HOW TO COMPLETE THIS TASK:
Only the number is wanted: how many lines of these entries contain the word "const"?

TASK INPUT:
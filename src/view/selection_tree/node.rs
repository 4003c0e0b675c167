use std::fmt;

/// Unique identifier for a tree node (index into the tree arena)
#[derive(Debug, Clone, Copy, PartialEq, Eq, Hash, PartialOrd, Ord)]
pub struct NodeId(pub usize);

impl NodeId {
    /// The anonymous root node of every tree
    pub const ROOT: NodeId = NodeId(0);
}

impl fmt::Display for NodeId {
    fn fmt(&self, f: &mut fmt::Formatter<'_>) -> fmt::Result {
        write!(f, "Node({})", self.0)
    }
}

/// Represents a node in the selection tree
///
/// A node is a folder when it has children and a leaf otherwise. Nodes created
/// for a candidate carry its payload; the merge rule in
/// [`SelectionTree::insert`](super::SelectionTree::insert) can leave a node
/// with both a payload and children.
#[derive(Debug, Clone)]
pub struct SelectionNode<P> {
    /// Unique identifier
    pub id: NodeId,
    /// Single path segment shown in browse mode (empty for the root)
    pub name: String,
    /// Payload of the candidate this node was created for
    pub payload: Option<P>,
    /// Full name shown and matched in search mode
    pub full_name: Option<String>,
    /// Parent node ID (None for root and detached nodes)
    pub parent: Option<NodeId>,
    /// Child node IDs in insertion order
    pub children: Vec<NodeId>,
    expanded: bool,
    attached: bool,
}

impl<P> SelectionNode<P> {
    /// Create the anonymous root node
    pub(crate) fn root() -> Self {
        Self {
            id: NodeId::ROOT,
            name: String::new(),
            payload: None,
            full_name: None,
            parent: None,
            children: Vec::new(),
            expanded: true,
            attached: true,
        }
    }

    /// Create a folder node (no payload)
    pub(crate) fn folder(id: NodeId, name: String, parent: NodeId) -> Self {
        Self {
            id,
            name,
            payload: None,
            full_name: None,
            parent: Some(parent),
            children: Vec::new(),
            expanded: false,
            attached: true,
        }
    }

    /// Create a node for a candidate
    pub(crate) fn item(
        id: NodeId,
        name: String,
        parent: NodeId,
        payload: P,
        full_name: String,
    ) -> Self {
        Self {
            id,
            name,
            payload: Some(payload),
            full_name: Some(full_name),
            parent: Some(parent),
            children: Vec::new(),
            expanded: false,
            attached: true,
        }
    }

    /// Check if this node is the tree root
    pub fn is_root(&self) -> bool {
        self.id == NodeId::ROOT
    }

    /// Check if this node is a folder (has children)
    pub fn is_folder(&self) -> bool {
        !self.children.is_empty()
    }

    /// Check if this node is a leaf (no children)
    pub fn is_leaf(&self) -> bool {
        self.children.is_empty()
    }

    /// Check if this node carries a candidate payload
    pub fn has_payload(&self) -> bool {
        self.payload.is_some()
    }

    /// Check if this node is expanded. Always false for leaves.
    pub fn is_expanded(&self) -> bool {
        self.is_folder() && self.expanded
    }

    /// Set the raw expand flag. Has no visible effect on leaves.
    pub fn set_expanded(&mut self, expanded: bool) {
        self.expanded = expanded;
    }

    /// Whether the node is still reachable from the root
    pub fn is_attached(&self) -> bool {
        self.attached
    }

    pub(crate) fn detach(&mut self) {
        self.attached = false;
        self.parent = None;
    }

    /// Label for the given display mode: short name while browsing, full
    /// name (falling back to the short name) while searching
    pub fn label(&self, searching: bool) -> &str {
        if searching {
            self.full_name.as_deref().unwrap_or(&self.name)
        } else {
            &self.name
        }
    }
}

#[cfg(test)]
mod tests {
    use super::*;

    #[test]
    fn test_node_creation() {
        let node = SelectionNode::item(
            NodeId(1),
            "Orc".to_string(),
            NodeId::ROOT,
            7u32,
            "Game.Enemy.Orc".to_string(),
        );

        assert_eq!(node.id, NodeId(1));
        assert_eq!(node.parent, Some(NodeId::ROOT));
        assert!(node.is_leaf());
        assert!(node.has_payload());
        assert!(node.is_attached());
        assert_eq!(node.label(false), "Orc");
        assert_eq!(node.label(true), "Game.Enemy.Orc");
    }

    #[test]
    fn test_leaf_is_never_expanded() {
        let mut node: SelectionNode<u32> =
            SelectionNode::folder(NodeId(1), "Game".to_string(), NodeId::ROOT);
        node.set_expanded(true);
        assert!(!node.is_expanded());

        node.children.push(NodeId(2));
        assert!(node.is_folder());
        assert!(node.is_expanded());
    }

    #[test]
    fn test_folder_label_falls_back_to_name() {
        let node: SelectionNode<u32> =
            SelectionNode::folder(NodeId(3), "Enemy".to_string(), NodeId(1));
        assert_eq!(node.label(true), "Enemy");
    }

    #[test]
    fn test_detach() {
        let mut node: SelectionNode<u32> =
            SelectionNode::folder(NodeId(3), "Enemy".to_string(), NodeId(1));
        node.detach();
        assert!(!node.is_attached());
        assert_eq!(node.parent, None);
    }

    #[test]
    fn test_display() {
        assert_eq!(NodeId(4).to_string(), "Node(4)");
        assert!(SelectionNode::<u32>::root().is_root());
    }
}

...

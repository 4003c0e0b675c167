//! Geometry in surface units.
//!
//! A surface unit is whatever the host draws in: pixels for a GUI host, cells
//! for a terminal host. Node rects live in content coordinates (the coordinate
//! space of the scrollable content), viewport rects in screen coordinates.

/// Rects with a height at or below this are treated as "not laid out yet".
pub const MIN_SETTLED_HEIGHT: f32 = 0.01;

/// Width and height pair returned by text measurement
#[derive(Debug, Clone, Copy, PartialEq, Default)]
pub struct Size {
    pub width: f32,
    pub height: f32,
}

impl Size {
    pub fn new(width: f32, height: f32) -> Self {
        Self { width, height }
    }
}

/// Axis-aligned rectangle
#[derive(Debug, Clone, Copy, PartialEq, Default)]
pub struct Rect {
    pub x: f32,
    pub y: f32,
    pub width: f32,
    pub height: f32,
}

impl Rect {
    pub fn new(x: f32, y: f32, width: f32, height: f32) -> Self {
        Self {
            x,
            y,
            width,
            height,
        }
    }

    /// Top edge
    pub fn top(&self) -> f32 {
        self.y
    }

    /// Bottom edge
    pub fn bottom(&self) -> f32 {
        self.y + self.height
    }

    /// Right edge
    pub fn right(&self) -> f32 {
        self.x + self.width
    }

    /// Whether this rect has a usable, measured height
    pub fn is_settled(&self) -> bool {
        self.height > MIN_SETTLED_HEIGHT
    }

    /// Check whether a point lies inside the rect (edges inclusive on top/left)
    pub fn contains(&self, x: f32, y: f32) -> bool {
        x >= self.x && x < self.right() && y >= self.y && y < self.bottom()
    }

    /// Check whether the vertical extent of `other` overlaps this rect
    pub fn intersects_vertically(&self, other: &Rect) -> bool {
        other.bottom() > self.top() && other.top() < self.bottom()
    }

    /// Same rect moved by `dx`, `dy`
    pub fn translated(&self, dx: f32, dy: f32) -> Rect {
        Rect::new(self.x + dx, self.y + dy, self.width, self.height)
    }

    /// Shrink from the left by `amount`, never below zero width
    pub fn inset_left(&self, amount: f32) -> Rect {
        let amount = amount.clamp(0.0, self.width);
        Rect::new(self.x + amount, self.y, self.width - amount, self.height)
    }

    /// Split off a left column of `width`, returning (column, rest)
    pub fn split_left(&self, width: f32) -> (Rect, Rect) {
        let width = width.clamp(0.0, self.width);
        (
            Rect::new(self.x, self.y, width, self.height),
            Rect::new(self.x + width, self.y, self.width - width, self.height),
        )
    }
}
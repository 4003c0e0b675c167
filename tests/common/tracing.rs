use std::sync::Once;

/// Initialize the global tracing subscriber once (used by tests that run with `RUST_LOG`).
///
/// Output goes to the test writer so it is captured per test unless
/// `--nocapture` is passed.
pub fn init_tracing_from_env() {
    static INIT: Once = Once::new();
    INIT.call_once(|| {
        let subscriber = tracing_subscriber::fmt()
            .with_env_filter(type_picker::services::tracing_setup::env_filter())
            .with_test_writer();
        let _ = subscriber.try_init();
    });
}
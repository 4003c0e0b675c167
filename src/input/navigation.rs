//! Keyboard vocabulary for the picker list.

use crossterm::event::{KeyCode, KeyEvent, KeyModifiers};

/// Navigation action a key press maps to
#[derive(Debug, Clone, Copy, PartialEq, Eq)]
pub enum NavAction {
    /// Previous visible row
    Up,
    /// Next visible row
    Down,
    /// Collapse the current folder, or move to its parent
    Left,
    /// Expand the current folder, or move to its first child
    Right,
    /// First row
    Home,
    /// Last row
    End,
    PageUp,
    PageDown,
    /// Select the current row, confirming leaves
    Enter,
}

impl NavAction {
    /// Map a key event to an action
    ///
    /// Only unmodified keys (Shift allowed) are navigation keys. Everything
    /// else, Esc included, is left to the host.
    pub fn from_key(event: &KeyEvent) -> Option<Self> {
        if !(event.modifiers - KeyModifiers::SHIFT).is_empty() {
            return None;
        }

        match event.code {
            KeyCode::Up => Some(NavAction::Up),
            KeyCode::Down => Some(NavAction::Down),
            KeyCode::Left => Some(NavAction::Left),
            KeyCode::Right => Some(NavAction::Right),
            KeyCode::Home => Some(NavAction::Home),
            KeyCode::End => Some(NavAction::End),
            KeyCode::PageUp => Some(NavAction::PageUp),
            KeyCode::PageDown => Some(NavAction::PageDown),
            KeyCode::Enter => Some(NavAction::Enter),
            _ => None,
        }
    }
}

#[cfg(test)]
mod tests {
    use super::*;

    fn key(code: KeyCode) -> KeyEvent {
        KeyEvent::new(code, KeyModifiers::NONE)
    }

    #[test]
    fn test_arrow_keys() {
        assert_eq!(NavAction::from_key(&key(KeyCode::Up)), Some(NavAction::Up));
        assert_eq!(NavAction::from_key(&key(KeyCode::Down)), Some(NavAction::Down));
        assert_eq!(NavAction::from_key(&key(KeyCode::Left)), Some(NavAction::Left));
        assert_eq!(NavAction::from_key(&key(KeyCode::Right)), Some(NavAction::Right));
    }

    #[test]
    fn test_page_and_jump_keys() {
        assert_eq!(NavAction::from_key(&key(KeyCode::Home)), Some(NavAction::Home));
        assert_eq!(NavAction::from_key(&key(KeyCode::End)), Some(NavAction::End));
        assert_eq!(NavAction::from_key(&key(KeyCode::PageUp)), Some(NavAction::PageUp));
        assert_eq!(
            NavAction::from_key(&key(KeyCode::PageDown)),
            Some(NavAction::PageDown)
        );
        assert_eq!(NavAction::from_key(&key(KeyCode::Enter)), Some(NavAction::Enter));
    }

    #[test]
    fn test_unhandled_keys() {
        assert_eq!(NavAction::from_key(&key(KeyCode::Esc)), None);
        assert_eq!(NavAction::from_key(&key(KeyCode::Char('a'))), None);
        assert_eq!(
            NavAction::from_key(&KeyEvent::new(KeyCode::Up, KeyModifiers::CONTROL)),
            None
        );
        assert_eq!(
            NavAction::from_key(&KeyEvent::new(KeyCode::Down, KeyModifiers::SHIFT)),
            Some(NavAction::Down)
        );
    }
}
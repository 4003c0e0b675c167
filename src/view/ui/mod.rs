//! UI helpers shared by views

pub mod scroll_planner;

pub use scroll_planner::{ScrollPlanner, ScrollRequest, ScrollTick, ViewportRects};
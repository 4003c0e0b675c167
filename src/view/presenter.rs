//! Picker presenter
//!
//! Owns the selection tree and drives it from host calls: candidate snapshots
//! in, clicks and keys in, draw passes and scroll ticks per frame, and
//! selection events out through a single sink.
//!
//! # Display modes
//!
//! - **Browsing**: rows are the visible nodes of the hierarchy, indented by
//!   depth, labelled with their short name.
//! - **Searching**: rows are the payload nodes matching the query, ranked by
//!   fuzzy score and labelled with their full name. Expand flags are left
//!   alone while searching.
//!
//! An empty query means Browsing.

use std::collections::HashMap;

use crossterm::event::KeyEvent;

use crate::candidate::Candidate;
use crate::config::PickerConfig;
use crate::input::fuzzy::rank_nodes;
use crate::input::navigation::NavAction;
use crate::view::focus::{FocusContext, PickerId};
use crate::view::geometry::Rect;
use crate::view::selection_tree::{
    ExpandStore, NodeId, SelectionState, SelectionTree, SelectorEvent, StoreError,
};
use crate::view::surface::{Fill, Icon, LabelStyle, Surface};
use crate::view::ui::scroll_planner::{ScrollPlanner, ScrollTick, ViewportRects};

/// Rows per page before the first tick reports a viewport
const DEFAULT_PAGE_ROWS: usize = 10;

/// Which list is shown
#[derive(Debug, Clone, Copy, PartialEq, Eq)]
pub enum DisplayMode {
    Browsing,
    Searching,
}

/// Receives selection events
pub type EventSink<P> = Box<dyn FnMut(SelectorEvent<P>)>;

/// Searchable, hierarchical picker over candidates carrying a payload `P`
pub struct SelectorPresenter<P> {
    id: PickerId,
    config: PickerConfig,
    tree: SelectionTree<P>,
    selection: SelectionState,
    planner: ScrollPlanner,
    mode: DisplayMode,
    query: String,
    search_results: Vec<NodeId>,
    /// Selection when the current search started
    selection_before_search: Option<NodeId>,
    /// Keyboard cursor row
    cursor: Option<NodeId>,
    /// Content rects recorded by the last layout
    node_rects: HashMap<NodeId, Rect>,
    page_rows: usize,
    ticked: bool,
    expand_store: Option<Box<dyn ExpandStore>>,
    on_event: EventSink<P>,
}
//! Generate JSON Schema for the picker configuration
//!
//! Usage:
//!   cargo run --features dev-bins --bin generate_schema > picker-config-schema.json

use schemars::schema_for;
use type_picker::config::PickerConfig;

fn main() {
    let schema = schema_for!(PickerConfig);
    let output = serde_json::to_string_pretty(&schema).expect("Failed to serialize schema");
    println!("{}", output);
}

---

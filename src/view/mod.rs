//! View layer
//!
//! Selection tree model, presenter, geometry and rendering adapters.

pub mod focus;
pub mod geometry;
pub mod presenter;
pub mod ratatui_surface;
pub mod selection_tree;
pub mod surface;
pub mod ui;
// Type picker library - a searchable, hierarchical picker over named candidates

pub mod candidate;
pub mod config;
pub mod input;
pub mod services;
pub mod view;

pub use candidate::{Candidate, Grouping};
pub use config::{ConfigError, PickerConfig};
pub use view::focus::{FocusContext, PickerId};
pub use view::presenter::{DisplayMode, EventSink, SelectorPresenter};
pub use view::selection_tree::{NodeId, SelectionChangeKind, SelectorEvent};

FINISHED EXERCISE:
3